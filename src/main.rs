use std::io::{self, IsTerminal as _, Write};
use std::path::{Path, PathBuf};

use clap::Parser;
use colored::Colorize;
use miette::{IntoDiagnostic as _, Result, WrapErr as _};

use lc3vm::input::{self, Input, Scripted};
use lc3vm::{CrlfWriter, Image, Output, RawMode, RunState, PC_START};

/// Run LC3 object images in a virtual machine.
#[derive(Parser)]
#[command(version)]
struct Args {
    /// `.obj` images to load, in order; later images overwrite earlier ones
    #[arg(required = true)]
    images: Vec<PathBuf>,
    /// Produce minimal output, suited for blackbox tests
    #[arg(short, long)]
    minimal: bool,
    /// Print registers once the machine halts
    #[arg(short, long)]
    registers: bool,
    /// Read keyboard input from argument instead of stdin
    #[arg(short, long)]
    input: Option<String>,
    /// Address to start executing at
    #[arg(short, long, default_value_t = PC_START, value_parser = parse_address)]
    origin: u16,
}

fn main() -> miette::Result<()> {
    use MsgColor::*;

    let args = Args::parse();
    lc3vm::env::init();
    Output::set_minimal(args.minimal);

    let mut images = Vec::with_capacity(args.images.len());
    for path in &args.images {
        file_message(Green, "Loading", path);
        let image = match Image::read(path) {
            Ok(image) => image,
            Err(err) => {
                file_message(Red, "Failed", path);
                return Err(err);
            }
        };
        if let Some(warning) = image.truncation_warning() {
            eprintln!("{:?}", warning);
        }
        images.push(image);
    }

    message(Green, "Running", &format!("from 0x{:04x}", args.origin));
    // Interactive terminal is held in raw mode while running, so typed keys are not echoed
    let interactive = args.input.is_none() && io::stdin().is_terminal();
    if interactive {
        message(Cyan, "Help", "press CTRL+C to exit");
    }
    let raw_mode = interactive
        .then(RawMode::enable)
        .transpose()
        .into_diagnostic()
        .wrap_err("Failed to set up terminal")?;

    let keyboard: Box<dyn Input> = match args.input {
        Some(input) => Box::new(Scripted::new(input)),
        None => input::stdin(),
    };
    let out: Box<dyn Write> = if interactive && io::stdout().is_terminal() {
        Box::new(CrlfWriter::new(io::stdout()))
    } else {
        Box::new(io::stdout())
    };
    let mut program = RunState::new(keyboard, out);
    program.set_trace(lc3vm::env::is_trace_enabled());
    for image in &images {
        program.load(image);
    }
    program.set_pc(args.origin);

    let result = program.run();
    drop(raw_mode);
    if let Err(err) = result {
        message(Red, "Aborted", "machine faulted");
        return Err(err.into());
    }

    if args.registers {
        Output::Normal.print_registers(&program);
    }
    message(Green, "Completed", "machine halted");
    Ok(())
}

enum MsgColor {
    Green,
    Cyan,
    Red,
}

fn file_message(color: MsgColor, left: &str, right: &Path) {
    let right = format!("target {}", right.display());
    message(color, left, &right);
}

fn message(color: MsgColor, left: &str, right: &str) {
    if Output::is_minimal() {
        return;
    }
    let left = match color {
        MsgColor::Green => left.green(),
        MsgColor::Cyan => left.cyan(),
        MsgColor::Red => left.red(),
    };
    println!("{left:>12} {right}");
}

/// Accepts `0x3000`, `x3000` or decimal.
fn parse_address(arg: &str) -> Result<u16, String> {
    let parsed = match arg.strip_prefix("0x").or_else(|| arg.strip_prefix('x')) {
        Some(hex) => u16::from_str_radix(hex, 16),
        None => arg.parse(),
    };
    parsed.map_err(|_| format!("`{arg}` is not an address; expected decimal, `0x3000` or `x3000`"))
}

> Directions for this task:
The full listing must come back exactly as given.

> Task result:
filename src/main.rs
use std::io::{self, IsTerminal as _, Write};
use std::path::{Path, PathBuf};

use clap::Parser;
use colored::Colorize;
use miette::{IntoDiagnostic as _, Result, WrapErr as _};

use lc3vm::input::{self, Input, Scripted};
use lc3vm::{CrlfWriter, Image, Output, RawMode, RunState, PC_START};

/// Run LC3 object images in a virtual machine.
#[derive(Parser)]
#[command(version)]
struct Args {
    /// `.obj` images to load, in order; later images overwrite earlier ones
    #[arg(required = true)]
    images: Vec<PathBuf>,
    /// Produce minimal output, suited for blackbox tests
    #[arg(short, long)]
    minimal: bool,
    /// Print registers once the machine halts
    #[arg(short, long)]
    registers: bool,
    /// Read keyboard input from argument instead of stdin
    #[arg(short, long)]
    input: Option<String>,
    /// Address to start executing at
    #[arg(short, long, default_value_t = PC_START, value_parser = parse_address)]
    origin: u16,
}

fn main() -> miette::Result<()> {
    use MsgColor::*;

    let args = Args::parse();
    lc3vm::env::init();
    Output::set_minimal(args.minimal);

    let mut images = Vec::with_capacity(args.images.len());
    for path in &args.images {
        file_message(Green, "Loading", path);
        let image = match Image::read(path) {
            Ok(image) => image,
            Err(err) => {
                file_message(Red, "Failed", path);
                return Err(err);
            }
        };
        if let Some(warning) = image.truncation_warning() {
            eprintln!("{:?}", warning);
        }
        images.push(image);
    }

    message(Green, "Running", &format!("from 0x{:04x}", args.origin));
    // Interactive terminal is held in raw mode while running, so typed keys are not echoed
    let interactive = args.input.is_none() && io::stdin().is_terminal();
    if interactive {
        message(Cyan, "Help", "press CTRL+C to exit");
    }
    let raw_mode = interactive
        .then(RawMode::enable)
        .transpose()
        .into_diagnostic()
        .wrap_err("Failed to set up terminal")?;

    let keyboard: Box<dyn Input> = match args.input {
        Some(input) => Box::new(Scripted::new(input)),
        None => input::stdin(),
    };
    let out: Box<dyn Write> = if interactive && io::stdout().is_terminal() {
        Box::new(CrlfWriter::new(io::stdout()))
    } else {
        Box::new(io::stdout())
    };
    let mut program = RunState::new(keyboard, out);
    program.set_trace(lc3vm::env::is_trace_enabled());
    for image in &images {
        program.load(image);
    }
    program.set_pc(args.origin);

    let result = program.run();
    drop(raw_mode);
    if let Err(err) = result {
        message(Red, "Aborted", "machine faulted");
        return Err(err.into());
    }

    if args.registers {
        Output::Normal.print_registers(&program);
    }
    message(Green, "Completed", "machine halted");
    Ok(())
}

enum MsgColor {
    Green,
    Cyan,
    Red,
}

fn file_message(color: MsgColor, left: &str, right: &Path) {
    let right = format!("target {}", right.display());
    message(color, left, &right);
}

fn message(color: MsgColor, left: &str, right: &str) {
    if Output::is_minimal() {
        return;
    }
    let left = match color {
        MsgColor::Green => left.green(),
        MsgColor::Cyan => left.cyan(),
        MsgColor::Red => left.red(),
    };
    println!("{left:>12} {right}");
}

/// Accepts `0x3000`, `x3000` or decimal.
fn parse_address(arg: &str) -> Result<u16, String> {
    let parsed = match arg.strip_prefix("0x").or_else(|| arg.strip_prefix('x')) {
        Some(hex) => u16::from_str_radix(hex, 16),
        None => arg.parse(),
    };
    parsed.map_err(|_| format!("`{arg}` is not an address; expected decimal, `0x3000` or `x3000`"))
}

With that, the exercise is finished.